The policy question, then, is not simply whether students should be allowed to use AI. The deeper question is who has the resources to use AI well. Who has the English skills, digital confidence, family guidance, and academic mentoring to benefit from it? Who can afford paid tools? Who is excluded by weak schooling, poor internet, lack of devices, and limited support? UNESCO’s guidance on generative AI in education stresses regulation, human capacity, inclusion, and a learner-centred approach rather than treating AI as a purely technical solution (UNESCO, 2023). If these questions are ignored, AI may become another privilege disguised as innovation.

For Pakistan, the challenge is not simply to introduce AI into higher education. The challenge is to make sure AI does not become a new class advantage. Universities need to support students who lack digital exposure, English confidence, and academic mentoring. AI literacy should therefore include critical judgment, academic writing support, ethical use, language support, and guidance on how to use AI without losing ownership of one’s thinking.

The real issue is not whether Pakistani students use AI. Many already do, and its use will continue to expand. The issue is whether AI will reduce educational inequality or quietly deepen it. If only privileged students can convert AI into academic success, then AI will not democratize higher education. It will create a new digital hierarchy inside an already unequal system.

In Pakistan, AI is becoming digital capital. And like every form of capital, it is not distributed equally. The question is whether universities and policymakers will recognize this early enough, or whether they will allow old inequalities to continue through a new digital form.

The message also goes beyond Pakistan. Many education systems in the Global South face similar conditions; unequal school quality, dominant or colonial language hierarchies, weak digital infrastructure, rural-urban divides, and strong family influence over educational futures. Pakistan is not an isolated case. It shows a wider global problem that AI does not create equal opportunity simply because it is available. Its benefits depend on the social, cultural, linguistic, and economic resources students already possess. For global readers, the Pakistani case is a reminder that digital innovation must be studied through inequality, not only through access, efficiency, or technological promise.

Author bio:

Saqib Raza is an MSc candidate in Educational Leadership in Higher Education at Nazarbayev University, Kazakhstan. His work focuses on generative AI, educational inequality, student autonomy, and higher education governance, especially in non-Western contexts.

 

References

ASER Pakistan. (2024). Annual Status of Education Report: ASER Pakistan 2023 national report. https://aserpakistan.org/document/2024/aser_national_2023.pdf

Bourdieu, P. (1986). The forms of capital. In J. G. Richardson (Ed.), Handbook of theory and research for the sociology of education (pp. 241-258). Greenwood.

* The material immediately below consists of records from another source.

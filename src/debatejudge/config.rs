//! Configuration for the debate judge.
//!
//! Provides the [`DebateJudgeConfig`] struct for choosing the judge model, the
//! completion endpoint and the network deadlines. Users construct this
//! manually or start from [`DebateJudgeConfig::from_env`]; no config-file
//! parsing dependencies are required. API keys are never part of it.
//!
//! # Example
//!
//! ```rust
//! use debatejudge::DebateJudgeConfig;
//! use std::time::Duration;
//!
//! // Gemini 2.5 Flash via Gemini's OpenAI-compatible endpoint
//! let config = DebateJudgeConfig::default();
//! assert_eq!(config.judge_model, "gemini-2.5-flash");
//!
//! // Or tune it
//! let config = DebateJudgeConfig {
//!     agent_timeout: Duration::from_secs(60),
//!     ..DebateJudgeConfig::default()
//! };
//! ```

use crate::debatejudge::clients::gemini::GEMINI_BASE_URL;
use log::warn;
use std::time::Duration;

pub const ENV_JUDGE_MODEL: &str = "DEBATE_JUDGE_MODEL";
pub const ENV_JUDGE_BASE_URL: &str = "DEBATE_JUDGE_BASE_URL";
pub const ENV_AGENT_TIMEOUT_SECS: &str = "DEBATE_AGENT_TIMEOUT_SECS";
pub const ENV_JUDGE_TIMEOUT_SECS: &str = "DEBATE_JUDGE_TIMEOUT_SECS";

/// Settings for a [`DebateEvaluator`](crate::evaluator::DebateEvaluator).
#[derive(Debug, Clone, PartialEq, Eq)]
pub struct DebateJudgeConfig {
    /// Model the judge asks for.
    pub judge_model: String,
    /// OpenAI-compatible base URL of the completion service.
    pub completion_base_url: String,
    /// Deadline for a single debater reply.
    pub agent_timeout: Duration,
    /// Deadline for the judge call.
    pub completion_timeout: Duration,
}

impl Default for DebateJudgeConfig {
    fn default() -> Self {
        Self {
            judge_model: "gemini-2.5-flash".to_string(),
            completion_base_url: GEMINI_BASE_URL.to_string(),
            agent_timeout: Duration::from_secs(300),
            completion_timeout: Duration::from_secs(120),
        }
    }
}

impl DebateJudgeConfig {
    /// Defaults overridden by the `DEBATE_*` environment variables.
    pub fn from_env() -> Self {
        Self::from_lookup(|key| std::env::var(key).ok())
    }

    /// Whether the judge talks to Gemini's OpenAI-compatible endpoint.
    pub fn uses_gemini_endpoint(&self) -> bool {
        self.completion_base_url.trim_end_matches('/') == GEMINI_BASE_URL.trim_end_matches('/')
    }

    /// Defaults overridden by whatever `lookup` returns for the `DEBATE_*`
    /// keys. Numeric values that do not parse are ignored.
    pub fn from_lookup<F>(lookup: F) -> Self
    where
        F: Fn(&str) -> Option<String>,
    {
        let mut config = Self::default();
        let value = |key: &str| {
            lookup(key)
                .map(|v| v.trim().to_string())
                .filter(|v| !v.is_empty())
        };

        if let Some(model) = value(ENV_JUDGE_MODEL) {
            config.judge_model = model;
        }
        if let Some(base_url) = value(ENV_JUDGE_BASE_URL) {
            config.completion_base_url = base_url;
        }
        if let Some(timeout) = value(ENV_AGENT_TIMEOUT_SECS)
            .and_then(|secs| parse_timeout_secs(ENV_AGENT_TIMEOUT_SECS, &secs))
        {
            config.agent_timeout = timeout;
        }
        if let Some(timeout) = value(ENV_JUDGE_TIMEOUT_SECS)
            .and_then(|secs| parse_timeout_secs(ENV_JUDGE_TIMEOUT_SECS, &secs))
        {
            config.completion_timeout = timeout;
        }
        config
    }
}

/// A positive whole number of seconds.
fn parse_timeout_secs(key: &str, raw: &str) -> Option<Duration> {
    match raw.parse::<u64>() {
        Ok(0) => {
            warn!("ignoring {}={:?}: timeout must be at least 1s", key, raw);
            None
        }
        Ok(secs) => Some(Duration::from_secs(secs)),
        Err(e) => {
            warn!("ignoring {}={:?}: {}", key, raw, e);
            None
        }
    }
}
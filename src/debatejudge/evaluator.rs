//! The full debate pipeline for one run.
//!
//! [`DebateEvaluator`] owns the long-lived pieces (agent transport, judge,
//! shared session store) and builds a fresh [`RemoteAgentClient`] for every
//! run. Sessions are keyed by run id, so any number of runs may be in flight
//! on one evaluator at once.
//!
//! Every run ends with exactly one conversation reset, whether it succeeds,
//! fails, or its future is dropped before completing.
//!
//! ```rust,no_run
//! use debatejudge::event::LogReporter;
//! use debatejudge::request::{validate, EvalRequest};
//! use debatejudge::{DebateEvaluator, DebateJudgeConfig, RunId};
//!
//! #[tokio::main]
//! async fn main() -> Result<(), Box<dyn std::error::Error>> {
//!     debatejudge::init_logger();
//!
//!     let evaluator = DebateEvaluator::from_config(
//!         &DebateJudgeConfig::from_env(),
//!         &std::env::var("GOOGLE_API_KEY")?,
//!     );
//!     let request = EvalRequest::new()
//!         .with_participant("pro_debater", "http://127.0.0.1:9019/")
//!         .with_participant("con_debater", "http://127.0.0.1:9020/")
//!         .with_config("topic", "Should AI be regulated?")
//!         .with_config("num_rounds", 3);
//!     let params = validate(&request)?;
//!
//!     let run_id = RunId::new();
//!     let result = evaluator
//!         .run_eval(run_id, &params, &LogReporter::new(run_id))
//!         .await?;
//!     println!("{} wins: {}", result.winner, result.reason());
//!     Ok(())
//! }
//! ```

use crate::debatejudge::clients::a2a::A2aTransport;
use crate::debatejudge::clients::gemini::GeminiClient;
use crate::debatejudge::clients::openai::OpenAIClient;
use crate::debatejudge::completion::CompletionService;
use crate::debatejudge::config::DebateJudgeConfig;
use crate::debatejudge::conversation::{RunId, SessionStore};
use crate::debatejudge::error::DebateError;
use crate::debatejudge::event::ProgressReporter;
use crate::debatejudge::judge::Judge;
use crate::debatejudge::orchestrator::DebateOrchestrator;
use crate::debatejudge::remote_agent::{AgentTransport, RemoteAgentClient};
use crate::debatejudge::request::DebateParams;
use crate::debatejudge::result::{EvalResult, RESULT_ARTIFACT_NAME};
use log::info;
use std::sync::Arc;

pub struct DebateEvaluator {
    transport: Arc<dyn AgentTransport>,
    judge: Judge,
    sessions: Arc<SessionStore>,
}

impl DebateEvaluator {
    pub fn new(transport: Arc<dyn AgentTransport>, completion: Arc<dyn CompletionService>) -> Self {
        Self {
            transport,
            judge: Judge::new(completion),
            sessions: Arc::new(SessionStore::new()),
        }
    }

    /// A2A debaters and an OpenAI-compatible judge, as described by `config`.
    /// The Gemini endpoint gets a [`GeminiClient`], anything else an [`OpenAIClient`].
    pub fn from_config(config: &DebateJudgeConfig, api_key: &str) -> Self {
        let transport = A2aTransport::with_timeout(config.agent_timeout);
        let completion: Arc<dyn CompletionService> = if config.uses_gemini_endpoint() {
            Arc::new(
                GeminiClient::new_with_base_url(
                    api_key,
                    &config.judge_model,
                    &config.completion_base_url,
                )
                .with_timeout(config.completion_timeout),
            )
        } else {
            Arc::new(
                OpenAIClient::new_with_base_url(
                    api_key,
                    &config.judge_model,
                    &config.completion_base_url,
                )
                .with_timeout(config.completion_timeout),
            )
        };
        Self::new(Arc::new(transport), completion)
    }

    /// Share a session store with other evaluators.
    pub fn with_session_store(mut self, sessions: Arc<SessionStore>) -> Self {
        self.sessions = sessions;
        self
    }

    pub fn session_store(&self) -> &Arc<SessionStore> {
        &self.sessions
    }

    pub fn judge(&self) -> &Judge {
        &self.judge
    }

    /// A run-scoped client over the shared store.
    pub fn client_for_run(&self, run_id: RunId) -> RemoteAgentClient {
        RemoteAgentClient::for_run(self.transport.clone(), run_id, self.sessions.clone())
    }

    /// Debate, judge and publish the result for one validated request.
    pub async fn run_eval(
        &self,
        run_id: RunId,
        params: &DebateParams,
        reporter: &dyn ProgressReporter,
    ) -> Result<EvalResult, DebateError> {
        let client = self.client_for_run(run_id);
        self.run_eval_with(&client, params, reporter).await
    }

    /// [`run_eval`](Self::run_eval) with a caller-supplied client. The
    /// client's conversation is reset once when this returns or is dropped.
    pub async fn run_eval_with(
        &self,
        client: &RemoteAgentClient,
        params: &DebateParams,
        reporter: &dyn ProgressReporter,
    ) -> Result<EvalResult, DebateError> {
        let guard = client.cleanup_guard();
        let outcome = self.drive(client, params, reporter).await;
        guard.finish();
        outcome
    }

    async fn drive(
        &self,
        client: &RemoteAgentClient,
        params: &DebateParams,
        reporter: &dyn ProgressReporter,
    ) -> Result<EvalResult, DebateError> {
        let mut orchestrator = DebateOrchestrator::new(client, reporter, params);
        orchestrator.orchestrate().await?;
        let eval = orchestrator.evaluate(&self.judge).await?;

        let result = EvalResult::from_eval(eval);
        reporter
            .report_artifact(result.artifact_parts()?, RESULT_ARTIFACT_NAME)
            .await;
        info!("run {}: {} wins", client.run_id(), result.winner);
        Ok(result)
    }
}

Coleman, H. (2010). Teaching and learning in Pakistan: The role of language in education. British Council. https://apnaorg.com/articles/bc-report/pakistan-language-report.pdf

DataReportal. (2025, November 8). Digital 2026: Pakistan. https://datareportal.com/reports/digital-2026-pakistan

Pakistan Institute of Education. (2024). Pakistan education statistics 2021–22: Highlights report. Ministry of Federal Education and Professional Training, Government of Pakistan. https://pie.gov.pk/SiteImage/Downloads/PES%20Highlights%202021-22%20New.pdf

Ragnedda, M. (2018). Conceptualizing digital capital. Telematics and Informatics, 35(8), 2366-2375. https://doi.org/10.1016/j.tele.2018.10.006

Rahman, T. (2004). Denizens of alien worlds: A study of education, inequality and polarization in Pakistan. Oxford University Press.

UNESCO. (2023). Guidance for generative AI in education and research. https://unesdoc.unesco.org/ark:/48223/pf0000386693

Warschauer, M. (2003). Technology and social inclusion: Rethinking the digital divide. MIT Press.